▸ Task to carry out:
Find the string "most" in the entries and copy each line that has it.

(Stored entries)
*** Block opens ***

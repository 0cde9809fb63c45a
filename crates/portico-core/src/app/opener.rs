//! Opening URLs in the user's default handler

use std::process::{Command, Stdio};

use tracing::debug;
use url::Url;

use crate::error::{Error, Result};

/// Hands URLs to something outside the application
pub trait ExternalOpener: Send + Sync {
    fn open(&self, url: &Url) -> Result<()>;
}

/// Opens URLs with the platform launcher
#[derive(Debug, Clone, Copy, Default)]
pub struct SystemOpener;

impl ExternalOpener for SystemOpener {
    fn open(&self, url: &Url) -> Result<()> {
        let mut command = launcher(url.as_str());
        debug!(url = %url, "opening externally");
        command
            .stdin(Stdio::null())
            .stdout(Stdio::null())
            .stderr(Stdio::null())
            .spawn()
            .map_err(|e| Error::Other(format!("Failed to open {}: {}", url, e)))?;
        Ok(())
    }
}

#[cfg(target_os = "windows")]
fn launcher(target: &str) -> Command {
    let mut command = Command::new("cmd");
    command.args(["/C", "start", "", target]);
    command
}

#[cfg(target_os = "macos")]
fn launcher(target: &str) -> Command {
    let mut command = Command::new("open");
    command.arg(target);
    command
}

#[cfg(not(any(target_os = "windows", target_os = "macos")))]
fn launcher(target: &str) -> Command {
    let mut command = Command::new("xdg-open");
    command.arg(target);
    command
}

*** Block closes ***
*** Block opens ***

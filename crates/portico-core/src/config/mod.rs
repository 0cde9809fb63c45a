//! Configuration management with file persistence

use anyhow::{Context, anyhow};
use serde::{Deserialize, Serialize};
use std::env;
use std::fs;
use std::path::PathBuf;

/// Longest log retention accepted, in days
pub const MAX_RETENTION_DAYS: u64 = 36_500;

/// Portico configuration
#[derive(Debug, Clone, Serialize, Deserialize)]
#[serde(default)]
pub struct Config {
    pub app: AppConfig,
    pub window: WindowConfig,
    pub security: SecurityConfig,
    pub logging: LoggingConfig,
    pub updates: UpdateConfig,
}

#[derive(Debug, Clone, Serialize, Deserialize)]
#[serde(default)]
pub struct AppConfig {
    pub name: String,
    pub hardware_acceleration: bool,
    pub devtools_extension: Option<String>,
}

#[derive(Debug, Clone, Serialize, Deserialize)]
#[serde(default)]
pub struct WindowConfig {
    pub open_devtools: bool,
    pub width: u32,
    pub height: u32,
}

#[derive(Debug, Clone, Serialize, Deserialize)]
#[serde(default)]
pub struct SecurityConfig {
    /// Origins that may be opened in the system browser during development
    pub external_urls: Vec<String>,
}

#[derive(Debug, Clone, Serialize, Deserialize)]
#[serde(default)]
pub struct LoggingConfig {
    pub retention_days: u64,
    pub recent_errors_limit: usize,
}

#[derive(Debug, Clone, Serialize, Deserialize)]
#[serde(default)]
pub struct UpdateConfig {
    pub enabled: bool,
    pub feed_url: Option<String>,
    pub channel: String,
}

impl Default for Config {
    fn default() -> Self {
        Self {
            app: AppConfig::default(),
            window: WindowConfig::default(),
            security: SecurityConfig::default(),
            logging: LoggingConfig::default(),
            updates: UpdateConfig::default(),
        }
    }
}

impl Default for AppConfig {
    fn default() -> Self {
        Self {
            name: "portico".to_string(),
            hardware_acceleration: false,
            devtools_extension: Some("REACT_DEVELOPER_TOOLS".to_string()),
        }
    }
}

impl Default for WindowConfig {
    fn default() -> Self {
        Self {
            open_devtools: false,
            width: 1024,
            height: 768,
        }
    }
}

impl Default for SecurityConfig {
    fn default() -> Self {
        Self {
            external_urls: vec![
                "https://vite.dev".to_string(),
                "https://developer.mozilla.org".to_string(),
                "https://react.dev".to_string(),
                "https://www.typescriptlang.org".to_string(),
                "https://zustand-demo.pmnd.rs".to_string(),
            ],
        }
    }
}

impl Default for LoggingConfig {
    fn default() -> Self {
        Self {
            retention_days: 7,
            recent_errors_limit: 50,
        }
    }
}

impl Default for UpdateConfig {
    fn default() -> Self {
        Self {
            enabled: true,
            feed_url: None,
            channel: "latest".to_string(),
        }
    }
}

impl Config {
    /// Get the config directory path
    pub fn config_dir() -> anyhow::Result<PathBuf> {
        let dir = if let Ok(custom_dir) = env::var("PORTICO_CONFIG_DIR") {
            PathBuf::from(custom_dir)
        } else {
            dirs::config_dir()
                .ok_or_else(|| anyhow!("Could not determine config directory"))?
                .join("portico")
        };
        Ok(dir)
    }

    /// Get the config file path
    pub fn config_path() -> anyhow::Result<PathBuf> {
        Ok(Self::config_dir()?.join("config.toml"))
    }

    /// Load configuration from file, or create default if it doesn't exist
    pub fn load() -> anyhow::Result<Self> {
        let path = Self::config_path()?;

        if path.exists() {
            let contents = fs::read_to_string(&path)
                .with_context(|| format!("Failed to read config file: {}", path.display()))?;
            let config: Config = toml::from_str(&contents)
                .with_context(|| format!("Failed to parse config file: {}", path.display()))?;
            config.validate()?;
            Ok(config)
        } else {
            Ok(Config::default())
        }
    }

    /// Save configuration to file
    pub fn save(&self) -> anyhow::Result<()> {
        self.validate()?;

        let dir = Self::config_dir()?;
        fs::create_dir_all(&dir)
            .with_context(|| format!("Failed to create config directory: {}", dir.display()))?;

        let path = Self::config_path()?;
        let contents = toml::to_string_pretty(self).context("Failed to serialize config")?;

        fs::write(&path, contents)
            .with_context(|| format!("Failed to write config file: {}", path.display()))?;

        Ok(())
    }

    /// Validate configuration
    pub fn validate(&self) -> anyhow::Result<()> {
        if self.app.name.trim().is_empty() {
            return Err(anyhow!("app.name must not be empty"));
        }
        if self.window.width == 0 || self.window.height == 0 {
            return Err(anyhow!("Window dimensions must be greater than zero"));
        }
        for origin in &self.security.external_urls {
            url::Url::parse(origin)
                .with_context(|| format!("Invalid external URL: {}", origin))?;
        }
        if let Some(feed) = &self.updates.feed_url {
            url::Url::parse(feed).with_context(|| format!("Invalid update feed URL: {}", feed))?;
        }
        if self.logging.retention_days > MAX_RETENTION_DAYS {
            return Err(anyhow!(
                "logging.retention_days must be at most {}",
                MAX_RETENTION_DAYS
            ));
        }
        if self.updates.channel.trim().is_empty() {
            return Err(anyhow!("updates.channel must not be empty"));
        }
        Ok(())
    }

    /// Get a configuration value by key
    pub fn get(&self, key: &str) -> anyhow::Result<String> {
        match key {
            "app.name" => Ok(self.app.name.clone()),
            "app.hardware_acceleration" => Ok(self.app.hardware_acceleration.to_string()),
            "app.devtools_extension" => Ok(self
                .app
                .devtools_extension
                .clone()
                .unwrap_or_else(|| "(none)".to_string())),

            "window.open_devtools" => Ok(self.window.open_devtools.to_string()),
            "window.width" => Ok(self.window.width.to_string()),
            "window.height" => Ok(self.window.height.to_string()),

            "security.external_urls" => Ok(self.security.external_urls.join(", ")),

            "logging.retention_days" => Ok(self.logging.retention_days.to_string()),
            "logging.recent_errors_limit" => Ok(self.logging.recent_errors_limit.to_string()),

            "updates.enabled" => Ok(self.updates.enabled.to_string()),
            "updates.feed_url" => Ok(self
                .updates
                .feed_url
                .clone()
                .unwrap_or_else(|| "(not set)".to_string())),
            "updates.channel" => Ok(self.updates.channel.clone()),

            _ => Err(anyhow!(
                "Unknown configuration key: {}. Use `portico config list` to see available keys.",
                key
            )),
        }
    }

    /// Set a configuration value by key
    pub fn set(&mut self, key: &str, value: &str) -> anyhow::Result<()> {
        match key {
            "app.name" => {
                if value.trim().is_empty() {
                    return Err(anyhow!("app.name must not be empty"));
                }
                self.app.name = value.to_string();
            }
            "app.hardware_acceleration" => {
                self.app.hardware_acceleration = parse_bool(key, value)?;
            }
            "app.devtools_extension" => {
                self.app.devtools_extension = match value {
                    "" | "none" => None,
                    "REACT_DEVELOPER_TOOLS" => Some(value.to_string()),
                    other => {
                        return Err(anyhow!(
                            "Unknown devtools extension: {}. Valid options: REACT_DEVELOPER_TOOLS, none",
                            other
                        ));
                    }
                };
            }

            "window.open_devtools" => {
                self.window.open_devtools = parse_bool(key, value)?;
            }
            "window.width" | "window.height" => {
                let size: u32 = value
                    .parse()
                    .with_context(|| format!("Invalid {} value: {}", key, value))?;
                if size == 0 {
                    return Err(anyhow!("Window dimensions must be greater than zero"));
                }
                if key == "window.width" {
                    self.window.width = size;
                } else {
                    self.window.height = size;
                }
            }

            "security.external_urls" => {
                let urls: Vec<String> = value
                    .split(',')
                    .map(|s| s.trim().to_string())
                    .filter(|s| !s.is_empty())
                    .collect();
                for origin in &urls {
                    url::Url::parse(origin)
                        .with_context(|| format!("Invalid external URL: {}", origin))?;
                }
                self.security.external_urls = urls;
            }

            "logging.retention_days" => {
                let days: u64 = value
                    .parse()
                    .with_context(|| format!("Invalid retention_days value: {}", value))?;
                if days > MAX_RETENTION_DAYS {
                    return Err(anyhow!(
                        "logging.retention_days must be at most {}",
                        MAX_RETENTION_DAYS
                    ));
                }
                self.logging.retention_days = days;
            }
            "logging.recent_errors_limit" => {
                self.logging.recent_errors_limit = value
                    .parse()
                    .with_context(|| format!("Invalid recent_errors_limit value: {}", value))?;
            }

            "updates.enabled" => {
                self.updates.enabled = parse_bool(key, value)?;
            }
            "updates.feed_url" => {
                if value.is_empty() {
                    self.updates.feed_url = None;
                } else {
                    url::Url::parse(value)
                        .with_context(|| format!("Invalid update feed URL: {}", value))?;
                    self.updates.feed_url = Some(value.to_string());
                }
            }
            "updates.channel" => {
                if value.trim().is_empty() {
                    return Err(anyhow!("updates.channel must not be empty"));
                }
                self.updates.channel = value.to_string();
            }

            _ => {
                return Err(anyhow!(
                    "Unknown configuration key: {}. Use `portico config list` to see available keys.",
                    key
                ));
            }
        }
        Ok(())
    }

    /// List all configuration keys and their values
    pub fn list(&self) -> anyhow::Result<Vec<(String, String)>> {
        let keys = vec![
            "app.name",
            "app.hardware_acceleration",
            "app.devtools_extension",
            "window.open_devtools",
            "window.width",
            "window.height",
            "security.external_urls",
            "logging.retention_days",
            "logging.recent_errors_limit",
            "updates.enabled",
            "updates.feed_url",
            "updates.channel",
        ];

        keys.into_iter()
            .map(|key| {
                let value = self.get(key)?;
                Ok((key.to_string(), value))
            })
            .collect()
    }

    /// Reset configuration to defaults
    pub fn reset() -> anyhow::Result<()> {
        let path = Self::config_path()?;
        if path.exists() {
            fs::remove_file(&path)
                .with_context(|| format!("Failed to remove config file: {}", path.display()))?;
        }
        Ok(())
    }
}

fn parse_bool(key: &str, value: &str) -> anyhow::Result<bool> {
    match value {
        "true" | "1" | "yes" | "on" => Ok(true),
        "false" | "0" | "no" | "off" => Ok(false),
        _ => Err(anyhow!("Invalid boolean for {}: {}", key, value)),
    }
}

*** Block closes ***

▸ Output for this exercise:
                "logging.retention_days must be at most {}",
                        "logging.retention_days must be at most {}",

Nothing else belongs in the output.